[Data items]
--
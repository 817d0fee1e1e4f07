//! Emergency withdrawal domain types.

use rust_decimal::Decimal;
use serde::{Deserialize, Serialize};
use stokvel_shared::types::{EnrollmentId, PaymentId, StokvelId, UserId};

/// A withdrawal request: one member leaving one fund.
#[derive(Debug, Clone, Copy, PartialEq, Eq, Serialize, Deserialize)]
pub struct WithdrawalRequest {
    /// Member requesting the withdrawal.
    pub user_id: UserId,
    /// Fund the member is leaving.
    pub stokvel_id: StokvelId,
}

/// The member's enrollment, as read by the store.
#[derive(Debug, Clone, Copy, PartialEq, Eq)]
pub struct EnrollmentRef {
    /// Enrollment row ID.
    pub id: EnrollmentId,
    /// Enrolled member.
    pub user_id: UserId,
    /// Fund enrolled in.
    pub stokvel_id: StokvelId,
}

/// A fund's current balance, as read by the store.
#[derive(Debug, Clone, Copy, PartialEq, Eq)]
pub struct FundBalance {
    /// Fund ID.
    pub stokvel_id: StokvelId,
    /// Current net value in whole currency units.
    pub net_value: i64,
}

/// Result of validating a withdrawal (steps 1-6), without side effects.
#[derive(Debug, Clone, PartialEq, Eq, Serialize)]
pub struct WithdrawalQuote {
    /// Member requesting the withdrawal.
    pub user_id: UserId,
    /// Fund being left.
    pub stokvel_id: StokvelId,
    /// Enrollment that will be removed.
    #[serde(skip)]
    pub enrollment_id: EnrollmentId,
    /// Signed sum of every payment by the member to the fund.
    pub total_contributions: Decimal,
    /// Penalty rate applied.
    pub penalty_rate: Decimal,
    /// Penalty withheld.
    pub penalty_amount: Decimal,
    /// Amount paid out to the member.
    pub withdrawal_amount: Decimal,
    /// Fund net value the quote was computed against.
    pub current_fund_value: i64,
}

/// Ledger entry appended by a withdrawal.
#[derive(Debug, Clone, Copy, PartialEq, Eq)]
pub struct NewPayment {
    /// Member the entry belongs to.
    pub user_id: UserId,
    /// Fund the entry belongs to.
    pub stokvel_id: StokvelId,
    /// Signed amount (negative for a withdrawal).
    pub amount: Decimal,
}

/// Mutations that must be applied together, or not at all.
#[derive(Debug, Clone, Copy, PartialEq, Eq)]
pub struct WithdrawalPlan {
    /// Fund whose balance is decremented.
    pub stokvel_id: StokvelId,
    /// Balance the plan was computed against; the commit is refused if it moved.
    pub previous_net_value: i64,
    /// Balance after the withdrawal.
    pub new_net_value: i64,
    /// Enrollment to delete.
    pub enrollment_id: EnrollmentId,
    /// Debit entry to append.
    pub payment: NewPayment,
}

/// Confirmation that a plan was committed.
#[derive(Debug, Clone, Copy, PartialEq, Eq)]
pub struct Committed {
    /// ID of the appended debit entry.
    pub payment_id: PaymentId,
}

/// Outcome of a completed emergency withdrawal.
#[derive(Debug, Clone, PartialEq, Eq, Serialize)]
pub struct WithdrawalReceipt {
    /// Signed sum of payments before the withdrawal.
    pub total_contributions: Decimal,
    /// Penalty withheld.
    pub penalty_amount: Decimal,
    /// Amount paid out.
    pub withdrawal_amount: Decimal,
    /// Fund net value after the withdrawal.
    pub remaining_fund_value: i64,
    /// Ledger entry recording the debit.
    pub payment_id: PaymentId,
}
//! Database layer with `SeaORM` entities and repositories.
//!
//! This crate provides:
//! - `SeaORM` entity definitions
//! - Repositories for stokvels, members, enrollments and payments
//! - The transactional emergency withdrawal store
//! - Database migrations

pub mod entities;
pub mod migration;
pub mod repositories;

pub use repositories::{
    DirectoryRepository, EnrollmentRepository, PaymentRepository, PgWithdrawalStore,
    StokvelRepository, UserRepository,
};

use std::time::Duration;

use sea_orm::{ConnectOptions, Database, DatabaseConnection, DbErr};

/// Establishes a connection pool to the database.
///
/// # Errors
///
/// Returns an error if the connection cannot be established.
pub async fn connect(
    database_url: &str,
    max_connections: u32,
    min_connections: u32,
) -> Result<DatabaseConnection, DbErr> {
    let mut options = ConnectOptions::new(database_url);
    options
        .max_connections(max_connections)
        .min_connections(min_connections)
        .connect_timeout(Duration::from_secs(10))
        .sqlx_logging(false);

    Database::connect(options).await
}
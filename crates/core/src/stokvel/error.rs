//! Stokvel rule violations.

use thiserror::Error;

/// Errors raised when stokvel, enrollment or payment input breaks a rule.
#[derive(Debug, Clone, PartialEq, Eq, Error)]
pub enum StokvelError {
    /// Name is empty or whitespace.
    #[error("stokvel name cannot be empty")]
    EmptyName,

    /// Target group size must be at least one member.
    #[error("number of people must be at least 1")]
    InvalidGroupSize,

    /// Monthly contribution target must be positive.
    #[error("monthly contribution must be greater than zero")]
    InvalidMonthlyContribution,

    /// Net value cannot start negative.
    #[error("net value cannot be negative")]
    NegativeNetValue,

    /// Interest rate cannot be negative.
    #[error("interest rate cannot be negative")]
    NegativeInterestRate,

    /// End date is on or before the start date.
    #[error("end date must be after start date")]
    EndBeforeStart,

    /// Member already belongs to the stokvel.
    #[error("user is already enrolled in this stokvel")]
    AlreadyEnrolled,

    /// Stokvel has reached its target size.
    #[error("stokvel is full ({capacity} members)")]
    StokvelFull {
        /// Target group size.
        capacity: i32,
    },

    /// Member must be enrolled to contribute.
    #[error("user is not enrolled in this stokvel")]
    NotEnrolled,

    /// Contributions must be positive; debits come only from withdrawals.
    #[error("contribution amount must be greater than zero")]
    NonPositiveContribution,
}

impl StokvelError {
    /// Returns the error code for API responses.
    #[must_use]
    pub const fn error_code(&self) -> &'static str {
        match self {
            Self::EmptyName => "EMPTY_NAME",
            Self::InvalidGroupSize => "INVALID_GROUP_SIZE",
            Self::InvalidMonthlyContribution => "INVALID_MONTHLY_CONTRIBUTION",
            Self::NegativeNetValue => "NEGATIVE_NET_VALUE",
            Self::NegativeInterestRate => "NEGATIVE_INTEREST_RATE",
            Self::EndBeforeStart => "END_BEFORE_START",
            Self::AlreadyEnrolled => "ALREADY_ENROLLED",
            Self::StokvelFull { .. } => "STOKVEL_FULL",
            Self::NotEnrolled => "NOT_ENROLLED",
            Self::NonPositiveContribution => "NON_POSITIVE_CONTRIBUTION",
        }
    }

    /// Returns the HTTP status code for this error.
    #[must_use]
    pub const fn http_status_code(&self) -> u16 {
        match self {
            Self::AlreadyEnrolled => 409,
            Self::StokvelFull { .. } | Self::NotEnrolled => 422,
            _ => 400,
        }
    }
}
--
▶ [WORK TO COMPLETE] Every line from the one containing "pub const fn error_code(&self)" through the end of the data must be repeated exactly, and no other line.

▶ [EXERCISE ANSWER]
    pub const fn error_code(&self) -> &'static str {
        match self {
            Self::EmptyName => "EMPTY_NAME",
            Self::InvalidGroupSize => "INVALID_GROUP_SIZE",
            Self::InvalidMonthlyContribution => "INVALID_MONTHLY_CONTRIBUTION",
            Self::NegativeNetValue => "NEGATIVE_NET_VALUE",
            Self::NegativeInterestRate => "NEGATIVE_INTEREST_RATE",
            Self::EndBeforeStart => "END_BEFORE_START",
            Self::AlreadyEnrolled => "ALREADY_ENROLLED",
            Self::StokvelFull { .. } => "STOKVEL_FULL",
            Self::NotEnrolled => "NOT_ENROLLED",
            Self::NonPositiveContribution => "NON_POSITIVE_CONTRIBUTION",
        }
    }

    /// Returns the HTTP status code for this error.
    #[must_use]
    pub const fn http_status_code(&self) -> u16 {
        match self {
            Self::AlreadyEnrolled => 409,
            Self::StokvelFull { .. } | Self::NotEnrolled => 422,
            _ => 400,
        }
    }
}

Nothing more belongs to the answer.